EXERCISE OBJECTIVE: Copy exactly, please, each line of the data below until the line that contains "pub const VRING_DESC_CAPACITY: u16" has been copied, beginning at the top.

Saved data entries:

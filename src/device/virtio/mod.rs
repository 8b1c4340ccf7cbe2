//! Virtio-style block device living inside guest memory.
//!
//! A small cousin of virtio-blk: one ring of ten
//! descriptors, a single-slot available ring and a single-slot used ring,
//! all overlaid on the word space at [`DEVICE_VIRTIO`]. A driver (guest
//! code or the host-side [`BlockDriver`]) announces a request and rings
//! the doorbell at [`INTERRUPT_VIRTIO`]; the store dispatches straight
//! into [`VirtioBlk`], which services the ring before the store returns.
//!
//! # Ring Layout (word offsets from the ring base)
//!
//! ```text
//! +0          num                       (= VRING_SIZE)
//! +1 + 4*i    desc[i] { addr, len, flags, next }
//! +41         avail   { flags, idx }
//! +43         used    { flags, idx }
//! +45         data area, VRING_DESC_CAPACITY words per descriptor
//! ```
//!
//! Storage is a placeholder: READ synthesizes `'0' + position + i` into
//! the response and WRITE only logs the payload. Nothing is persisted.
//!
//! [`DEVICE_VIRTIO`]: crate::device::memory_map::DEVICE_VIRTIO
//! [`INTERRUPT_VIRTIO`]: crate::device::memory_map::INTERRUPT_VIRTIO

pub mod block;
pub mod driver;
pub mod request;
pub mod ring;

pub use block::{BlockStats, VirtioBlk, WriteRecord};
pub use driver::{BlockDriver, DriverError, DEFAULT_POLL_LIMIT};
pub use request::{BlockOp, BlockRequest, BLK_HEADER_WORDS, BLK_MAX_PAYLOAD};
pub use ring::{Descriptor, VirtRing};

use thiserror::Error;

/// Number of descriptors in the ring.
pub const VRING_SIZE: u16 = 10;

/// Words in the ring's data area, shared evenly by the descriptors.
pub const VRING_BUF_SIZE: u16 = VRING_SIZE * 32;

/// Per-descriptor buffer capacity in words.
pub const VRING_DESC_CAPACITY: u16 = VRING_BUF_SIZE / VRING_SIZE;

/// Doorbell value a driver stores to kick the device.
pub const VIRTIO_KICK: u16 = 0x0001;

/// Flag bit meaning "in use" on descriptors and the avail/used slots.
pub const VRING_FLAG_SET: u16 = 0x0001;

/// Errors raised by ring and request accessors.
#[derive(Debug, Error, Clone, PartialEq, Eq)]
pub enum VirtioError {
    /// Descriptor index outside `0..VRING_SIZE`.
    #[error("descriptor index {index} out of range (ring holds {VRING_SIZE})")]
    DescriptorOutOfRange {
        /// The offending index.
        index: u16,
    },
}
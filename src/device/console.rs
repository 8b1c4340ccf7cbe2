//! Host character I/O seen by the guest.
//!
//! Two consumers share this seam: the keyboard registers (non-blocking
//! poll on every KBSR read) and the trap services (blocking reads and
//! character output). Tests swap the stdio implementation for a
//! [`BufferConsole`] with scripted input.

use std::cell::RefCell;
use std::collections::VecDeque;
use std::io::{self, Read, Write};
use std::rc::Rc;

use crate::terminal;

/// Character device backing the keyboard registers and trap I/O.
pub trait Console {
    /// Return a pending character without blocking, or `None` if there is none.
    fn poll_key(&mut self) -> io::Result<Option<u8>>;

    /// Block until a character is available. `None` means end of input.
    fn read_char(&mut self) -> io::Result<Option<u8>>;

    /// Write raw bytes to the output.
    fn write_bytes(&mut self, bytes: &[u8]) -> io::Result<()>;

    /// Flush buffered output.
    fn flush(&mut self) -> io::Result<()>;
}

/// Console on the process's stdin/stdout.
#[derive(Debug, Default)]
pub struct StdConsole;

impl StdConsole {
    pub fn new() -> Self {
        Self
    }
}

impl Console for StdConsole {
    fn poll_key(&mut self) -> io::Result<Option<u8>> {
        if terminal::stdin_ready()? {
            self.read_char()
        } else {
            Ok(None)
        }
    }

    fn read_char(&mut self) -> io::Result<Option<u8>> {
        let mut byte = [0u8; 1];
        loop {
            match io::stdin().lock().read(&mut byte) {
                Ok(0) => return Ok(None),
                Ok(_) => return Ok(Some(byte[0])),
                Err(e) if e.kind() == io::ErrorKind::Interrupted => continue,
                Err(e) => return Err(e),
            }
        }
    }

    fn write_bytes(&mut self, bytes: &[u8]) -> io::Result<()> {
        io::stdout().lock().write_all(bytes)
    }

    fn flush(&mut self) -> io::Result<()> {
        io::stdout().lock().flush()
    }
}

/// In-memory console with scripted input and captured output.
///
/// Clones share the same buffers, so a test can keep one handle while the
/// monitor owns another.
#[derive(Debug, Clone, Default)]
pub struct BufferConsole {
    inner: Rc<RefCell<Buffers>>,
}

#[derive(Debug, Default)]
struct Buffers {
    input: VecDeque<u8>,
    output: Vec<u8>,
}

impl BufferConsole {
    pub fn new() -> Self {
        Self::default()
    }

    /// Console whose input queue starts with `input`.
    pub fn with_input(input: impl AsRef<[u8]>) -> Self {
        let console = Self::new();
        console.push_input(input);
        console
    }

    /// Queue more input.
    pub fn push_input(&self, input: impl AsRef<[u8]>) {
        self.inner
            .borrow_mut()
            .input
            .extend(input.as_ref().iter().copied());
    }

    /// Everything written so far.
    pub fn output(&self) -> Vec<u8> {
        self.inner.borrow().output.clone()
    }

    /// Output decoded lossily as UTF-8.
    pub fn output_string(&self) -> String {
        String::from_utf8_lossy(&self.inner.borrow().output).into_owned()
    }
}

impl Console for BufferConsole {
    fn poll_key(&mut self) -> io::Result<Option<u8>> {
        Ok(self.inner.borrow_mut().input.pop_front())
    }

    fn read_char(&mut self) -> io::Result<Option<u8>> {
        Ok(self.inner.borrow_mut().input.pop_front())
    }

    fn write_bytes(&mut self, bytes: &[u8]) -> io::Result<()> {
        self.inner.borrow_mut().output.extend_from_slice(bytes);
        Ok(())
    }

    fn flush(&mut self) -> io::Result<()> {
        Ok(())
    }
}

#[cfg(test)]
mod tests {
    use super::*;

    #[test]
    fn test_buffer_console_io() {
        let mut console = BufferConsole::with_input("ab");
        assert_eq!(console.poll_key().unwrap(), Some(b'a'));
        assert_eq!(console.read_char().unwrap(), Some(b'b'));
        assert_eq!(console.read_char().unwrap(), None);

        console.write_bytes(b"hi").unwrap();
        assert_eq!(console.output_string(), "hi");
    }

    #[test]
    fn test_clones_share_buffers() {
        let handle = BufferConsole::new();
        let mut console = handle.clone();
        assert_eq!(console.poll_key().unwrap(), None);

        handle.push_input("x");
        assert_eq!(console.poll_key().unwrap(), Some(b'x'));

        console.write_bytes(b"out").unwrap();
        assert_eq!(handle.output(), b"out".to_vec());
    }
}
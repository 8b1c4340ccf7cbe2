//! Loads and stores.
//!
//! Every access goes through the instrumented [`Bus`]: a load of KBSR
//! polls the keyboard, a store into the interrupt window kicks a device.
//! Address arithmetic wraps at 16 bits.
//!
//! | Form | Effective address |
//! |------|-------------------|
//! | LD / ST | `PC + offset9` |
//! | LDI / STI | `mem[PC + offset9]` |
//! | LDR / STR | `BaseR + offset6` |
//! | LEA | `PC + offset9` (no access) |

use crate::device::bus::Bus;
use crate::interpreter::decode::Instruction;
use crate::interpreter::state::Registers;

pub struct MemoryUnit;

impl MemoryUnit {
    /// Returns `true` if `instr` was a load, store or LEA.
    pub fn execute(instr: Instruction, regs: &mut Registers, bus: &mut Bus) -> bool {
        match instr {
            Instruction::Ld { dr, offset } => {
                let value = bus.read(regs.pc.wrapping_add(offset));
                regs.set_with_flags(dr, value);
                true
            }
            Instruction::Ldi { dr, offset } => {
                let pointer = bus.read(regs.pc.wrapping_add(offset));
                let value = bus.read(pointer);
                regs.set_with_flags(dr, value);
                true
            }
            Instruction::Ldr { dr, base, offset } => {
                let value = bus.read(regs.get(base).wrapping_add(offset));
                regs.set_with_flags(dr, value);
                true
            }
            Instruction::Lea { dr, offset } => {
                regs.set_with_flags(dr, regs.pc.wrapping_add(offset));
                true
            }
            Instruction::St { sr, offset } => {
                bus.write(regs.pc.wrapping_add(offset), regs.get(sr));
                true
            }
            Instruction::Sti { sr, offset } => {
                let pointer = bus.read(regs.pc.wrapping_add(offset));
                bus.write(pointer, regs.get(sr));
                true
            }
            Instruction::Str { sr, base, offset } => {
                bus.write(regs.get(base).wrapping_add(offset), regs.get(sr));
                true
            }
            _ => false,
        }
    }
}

EXERCISE OUTPUT:
filename src/device/virtio/mod.rs
repository 8b1c4340ccf7cbe2
//! Virtio-style block device living inside guest memory.
//!
//! A small cousin of virtio-blk: one ring of ten
//! descriptors, a single-slot available ring and a single-slot used ring,
//! all overlaid on the word space at [`DEVICE_VIRTIO`]. A driver (guest
//! code or the host-side [`BlockDriver`]) announces a request and rings
//! the doorbell at [`INTERRUPT_VIRTIO`]; the store dispatches straight
//! into [`VirtioBlk`], which services the ring before the store returns.
//!
//! # Ring Layout (word offsets from the ring base)
//!
//! ```text
//! +0          num                       (= VRING_SIZE)
//! +1 + 4*i    desc[i] { addr, len, flags, next }
//! +41         avail   { flags, idx }
//! +43         used    { flags, idx }
//! +45         data area, VRING_DESC_CAPACITY words per descriptor
//! ```
//!
//! Storage is a placeholder: READ synthesizes `'0' + position + i` into
//! the response and WRITE only logs the payload. Nothing is persisted.
//!
//! [`DEVICE_VIRTIO`]: crate::device::memory_map::DEVICE_VIRTIO
//! [`INTERRUPT_VIRTIO`]: crate::device::memory_map::INTERRUPT_VIRTIO

pub mod block;
pub mod driver;
pub mod request;
pub mod ring;

pub use block::{BlockStats, VirtioBlk, WriteRecord};
pub use driver::{BlockDriver, DriverError, DEFAULT_POLL_LIMIT};
pub use request::{BlockOp, BlockRequest, BLK_HEADER_WORDS, BLK_MAX_PAYLOAD};
pub use ring::{Descriptor, VirtRing};

use thiserror::Error;

/// Number of descriptors in the ring.
pub const VRING_SIZE: u16 = 10;

/// Words in the ring's data area, shared evenly by the descriptors.
pub const VRING_BUF_SIZE: u16 = VRING_SIZE * 32;

/// Per-descriptor buffer capacity in words.
pub const VRING_DESC_CAPACITY: u16 = VRING_BUF_SIZE / VRING_SIZE;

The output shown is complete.